Finding a big buck is only the first step. Planning your stalk is second -- slipping into range and taking your shot dead last. To plan a sensible plan of approach, you'll need to assess wind direction and potential "wind traps," places where prevailing wind direction might change due to shade or terrain. Mountain breezes are dictated by temperature. Cool air flows downhill (normally early and late in the day, or in heavily shaded areas). Warm air flows uphill (such as a sunny hillside or heat-absorbing rock slides). Planning stalks also means avoiding obviously noisy ground, open places that could give you away from afar, or prohibitively thick and noisy brush.
Most importantly before setting out, earmark key landmarks to help you locate your chosen target once again, especially if that buck occupies tight cover or when circling widely.

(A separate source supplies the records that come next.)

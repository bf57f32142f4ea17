//! Deterministic stat and SP-cost engine for unit build planning.
//!
//! `planner-core` owns the calculation rules: inheritance eligibility, the
//! effect-text parser, merge and growth math, stat aggregation, the
//! prerequisite-aware cost resolver and the build state machine. Reference
//! data reaches it only through the oracle traits in [`env`]; loading and
//! persistence live in other crates.
pub mod build;
pub mod config;
pub mod cost;
pub mod effect;
pub mod eligibility;
pub mod env;
pub mod error;
pub mod loadout;
pub mod stats;

#[cfg(test)]
mod testing;

pub use build::{Build, BuildEdit, BuildError, BuildRecord, BuildSummary, apply_edit, evaluate};
pub use config::CalcConfig;
pub use cost::{SlotCosts, calc_cost, calc_total_cost, slot_costs};
pub use effect::{extract_stat_delta, special_value};
pub use eligibility::{
    PossibleSkills, passive_levels, possible_skills, units_with_skill, weapon_icon,
};
pub use env::{
    Color, Env, Evolution, LearnableSkill, MoveType, OracleError, PlannerEnv, ReferenceData,
    RefineClass, RefineVariant, SkillCategory, SkillDefinition, SkillOracle, SpecialRefine,
    UnitDefinition, UnitOracle, UpgradeFlags, UpgradeOracle, UpgradeTables, WeaponData,
    WeaponRefine, WeaponType,
};
pub use error::{ErrorSeverity, PlannerError};
pub use loadout::SkillSet;
pub use stats::{
    BoonBane, Level, Modifiers, Rarity, Stat, StatBreakdown, Stats, SupportRank, baseline_stats,
    calc_boon_bane, compute_stats, merge_bonus, stat_breakdown,
};
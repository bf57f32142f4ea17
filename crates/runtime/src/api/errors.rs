//! Unified error types surfaced by the runtime API.
//!
//! Wraps failures from content loading, repositories, and build edits so
//! clients can bubble them up with consistent context.
use std::path::PathBuf;

use thiserror::Error;

use planner_core::BuildError;

pub use crate::repository::RepositoryError;

pub type Result<T> = std::result::Result<T, RuntimeError>;

#[derive(Debug, Error)]
pub enum RuntimeError {
    #[error("failed to load reference data from {path}")]
    Content {
        path: PathBuf,
        #[source]
        source: Box<dyn std::error::Error + Send + Sync>,
    },

    #[error(transparent)]
    Repository(#[from] RepositoryError),

    #[error(transparent)]
    Build(#[from] BuildError),

    #[error("no saved build '{name}' for {unit}")]
    BuildNotFound { unit: String, name: String },

    #[error("build name must not be empty")]
    EmptyBuildName,
}
//! Leveling and rarity baselines.
//!
//! Level-40 stats are level-1 stats plus a growth-derived delta:
//!
//! ```text
//! leveled = floor(0.39 * floor(rate * (0.79 + 0.07 * rarity)))
//! ```
//!
//! evaluated here in integer arithmetic (`rate * (79 + 7r) / 100`, then
//! `* 39 / 100`) so no float rounding can move a result across an integer.

use crate::config::CalcConfig;
use crate::env::UnitDefinition;

use super::core::{Stat, Stats};
use super::modifiers::{Level, Rarity};

/// Level 1 to 40 gain of a single stat.
pub fn growth_value(rate: i32, rarity: Rarity) -> i32 {
    let rarity = i32::from(rarity.value());
    let scaled = (rate * (79 + 7 * rarity)).div_euclid(100);
    (39 * scaled).div_euclid(100)
}

/// Level 1 to 40 gain of every stat.
pub fn leveling_delta(growths: Stats, rarity: Rarity) -> Stats {
    Stats::from_array(growths.to_array().map(|rate| growth_value(rate, rarity)))
}

/// Derives lower-rarity level-1 stats from the 5★ entry.
///
/// HP always counts as a low-ranked stat; the other four are ranked by how
/// many of their peers they beat (ties favour the earlier stat). The two
/// lowest ranks lose one extra point per two rarities.
pub fn derive_rarity(five_star: Stats, rarity: Rarity) -> Stats {
    let values = five_star.to_array();
    let mut order = [0usize; 5];
    for i in 1..5 {
        order[i] = (1..5)
            .filter(|&j| (i < j && values[i] >= values[j]) || (i > j && values[i] > values[j]))
            .count();
    }

    let steps = 5 - i32::from(rarity.value());
    let mut derived = five_star;
    for stat in Stat::ALL {
        let low = i32::from(order[stat.index()] < 2);
        derived.add_stat(stat, -((steps + low) / 2));
    }
    derived
}

/// Level-1 stats at a rarity, derived from 5★ when allowed and missing.
pub fn level_one_stats(unit: &UnitDefinition, rarity: Rarity, config: &CalcConfig) -> Option<Stats> {
    if let Some(stats) = unit.base_stats.get(&rarity) {
        return Some(*stats);
    }
    if config.derive_missing_rarities {
        return unit
            .base_stats
            .get(&Rarity::Five)
            .map(|five_star| derive_rarity(*five_star, rarity));
    }
    None
}

/// Where a unit's baseline comes from at a rarity/level.
#[derive(Clone, Copy, Debug, PartialEq, Eq)]
pub enum BaselineSource {
    /// Level-1 table, leveled with growths when at level 40.
    LevelOne { stats: Stats, growths: Option<Stats> },
    /// Explicit level-40 table for units without known growths.
    Explicit(Stats),
    /// Nothing tabulated; stats are synthesized from the deltas alone.
    Missing,
}

impl BaselineSource {
    pub fn resolve(
        unit: &UnitDefinition,
        rarity: Rarity,
        level: Level,
        config: &CalcConfig,
    ) -> Self {
        if let Some(stats) = level_one_stats(unit, rarity, config) {
            let growths = match level {
                Level::Forty => unit.growths,
                Level::One => None,
            };
            return BaselineSource::LevelOne { stats, growths };
        }
        if level == Level::Forty
            && let Some(stats) = unit.max_stats.get(&rarity)
        {
            return BaselineSource::Explicit(*stats);
        }
        BaselineSource::Missing
    }

    /// Whether level-40 boon/bane runs through the growth rates.
    pub fn levels_with_growths(&self) -> bool {
        matches!(
            self,
            BaselineSource::LevelOne {
                growths: Some(_),
                ..
            }
        )
    }

    /// Table stats before leveling.
    pub fn table_stats(&self) -> Stats {
        match self {
            BaselineSource::LevelOne { stats, .. } | BaselineSource::Explicit(stats) => *stats,
            BaselineSource::Missing => Stats::ZERO,
        }
    }

    /// Neutral rarity/level baseline: table stats plus unmodified leveling.
    pub fn neutral_stats(&self, rarity: Rarity) -> Stats {
        match self {
            BaselineSource::LevelOne {
                stats,
                growths: Some(growths),
            } => *stats + leveling_delta(*growths, rarity),
            other => other.table_stats(),
        }
    }
}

Stalking is always a matter of timing. A traveling or feeding buck might require instant action and quick thinking. Spotting an early morning buck in relatively open terrain might invite more patience. I like to allow morning bucks to bed when I'm assured of keeping track of them, eliminating a bit of guesswork. During early seasons this normally occurs by 10 a.m., but I give them more time still, and watch them closely. Around noon, bucks normally rise, stretch and chose a new bed. Only after a buck selects his second bed do I proceed, assured he'll likely stay put several hours.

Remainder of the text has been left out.